◆ Exercise brief
Each record below must be returned exactly as shown.

◆ Records for this task
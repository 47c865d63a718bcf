//! 사용자 저장소 추상화
//!
//! 인증 코어가 의존하는 신원 조회/저장 인터페이스입니다.
//! 운영 환경은 [`MongoUserRepository`](super::user_repo::MongoUserRepository),
//! 테스트는 메모리 구현을 사용합니다.

use async_trait::async_trait;
use crate::domain::auth::Role;
use crate::domain::entities::users::user::User;
use crate::errors::AppError;

/// 사용자 저장소
///
/// 모든 메서드는 저장소 장애를 `AppError::DatabaseError`로 보고합니다.
/// 존재하지 않는 대상은 에러가 아니라 `None`/`false`로 돌려줍니다.
#[async_trait]
pub trait UserStore: Send + Sync {
    async fn find_by_id(&self, id: &str) -> Result<Option<User>, AppError>;

    async fn find_by_username(&self, username: &str) -> Result<Option<User>, AppError>;

    async fn find_by_email(&self, email: &str) -> Result<Option<User>, AppError>;

    /// 사용자명 또는 이메일이 일치하는 첫 계정
    async fn find_by_username_or_email(
        &self,
        username: &str,
        email: &str,
    ) -> Result<Option<User>, AppError>;

    /// 아무 super admin 계정 하나
    async fn find_super_admin(&self) -> Result<Option<User>, AppError>;

    /// 승인 대기 중인 일반 사용자 목록 (생성일 오름차순)
    async fn find_pending(&self) -> Result<Vec<User>, AppError>;

    /// 새 계정 저장
    ///
    /// # Errors
    ///
    /// 사용자명 또는 이메일이 이미 있으면 `AppError::ConflictError`
    async fn insert(&self, user: User) -> Result<User, AppError>;

    /// 역할 변경 후 갱신된 계정 반환
    async fn update_role(&self, id: &str, role: Role) -> Result<Option<User>, AppError>;

    /// 역할과 승인 필드를 한 번의 쓰기로 저장하고 갱신된 계정 반환
    async fn save_approval(&self, user: &User) -> Result<Option<User>, AppError>;

    async fn delete(&self, id: &str) -> Result<bool, AppError>;

    async fn touch_last_login(&self, id: &str) -> Result<(), AppError>;
}
//! 비즈니스 로직을 담당하는 서비스 계층 모듈
//!
//! 도메인별로 모듈화되어 인증 코어와 사용자 관리 기능을 담당합니다.
//! 서비스 인스턴스는 `main`에서 한 번 조립되어 [`crate::core::AppState`]로 공유됩니다.
//!
//! # Features
//!
//! - 사용자 생명주기 관리 (가입, 승인, 역할 변경, 거절)
//! - JWT 토큰 기반 인증 시스템
//! - 역할 계층 기반 권한 판정
//!
//! # Examples
//!
//! ```rust,ignore
//! use crate::services::{users::UserService, auth::TokenService};
//!
//! let profile = state.user_service.get_profile(&user.user_id).await?;
//! ```

pub mod users;
pub mod auth;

◆ Task answer
repository 47c865d63a718bcf
//! 사용자 저장소 추상화
//!
//! 인증 코어가 의존하는 신원 조회/저장 인터페이스입니다.
//! 운영 환경은 [`MongoUserRepository`](super::user_repo::MongoUserRepository),
//! 테스트는 메모리 구현을 사용합니다.

use async_trait::async_trait;
use crate::domain::auth::Role;
use crate::domain::entities::users::user::User;
use crate::errors::AppError;

/// 사용자 저장소
///
/// 모든 메서드는 저장소 장애를 `AppError::DatabaseError`로 보고합니다.
/// 존재하지 않는 대상은 에러가 아니라 `None`/`false`로 돌려줍니다.
#[async_trait]
pub trait UserStore: Send + Sync {
    async fn find_by_id(&self, id: &str) -> Result<Option<User>, AppError>;

    async fn find_by_username(&self, username: &str) -> Result<Option<User>, AppError>;

    async fn find_by_email(&self, email: &str) -> Result<Option<User>, AppError>;

    /// 사용자명 또는 이메일이 일치하는 첫 계정
    async fn find_by_username_or_email(
        &self,
        username: &str,
        email: &str,
    ) -> Result<Option<User>, AppError>;

    /// 아무 super admin 계정 하나
    async fn find_super_admin(&self) -> Result<Option<User>, AppError>;

    /// 승인 대기 중인 일반 사용자 목록 (생성일 오름차순)
    async fn find_pending(&self) -> Result<Vec<User>, AppError>;

    /// 새 계정 저장
    ///
    /// # Errors
    ///
    /// 사용자명 또는 이메일이 이미 있으면 `AppError::ConflictError`
    async fn insert(&self, user: User) -> Result<User, AppError>;

    /// 역할 변경 후 갱신된 계정 반환
    async fn update_role(&self, id: &str, role: Role) -> Result<Option<User>, AppError>;

    /// 역할과 승인 필드를 한 번의 쓰기로 저장하고 갱신된 계정 반환
    async fn save_approval(&self, user: &User) -> Result<Option<User>, AppError>;

    async fn delete(&self, id: &str) -> Result<bool, AppError>;

    async fn touch_last_login(&self, id: &str) -> Result<(), AppError>;
}
//! 비즈니스 로직을 담당하는 서비스 계층 모듈
//!
//! 도메인별로 모듈화되어 인증 코어와 사용자 관리 기능을 담당합니다.
//! 서비스 인스턴스는 `main`에서 한 번 조립되어 [`crate::core::AppState`]로 공유됩니다.
//!
//! # Features
//!
//! - 사용자 생명주기 관리 (가입, 승인, 역할 변경, 거절)
//! - JWT 토큰 기반 인증 시스템
//! - 역할 계층 기반 권한 판정
//!
//! # Examples
//!
//! ```rust,ignore
//! use crate::services::{users::UserService, auth::TokenService};
//!
//! let profile = state.user_service.get_profile(&user.user_id).await?;
//! ```

pub mod users;
pub mod auth;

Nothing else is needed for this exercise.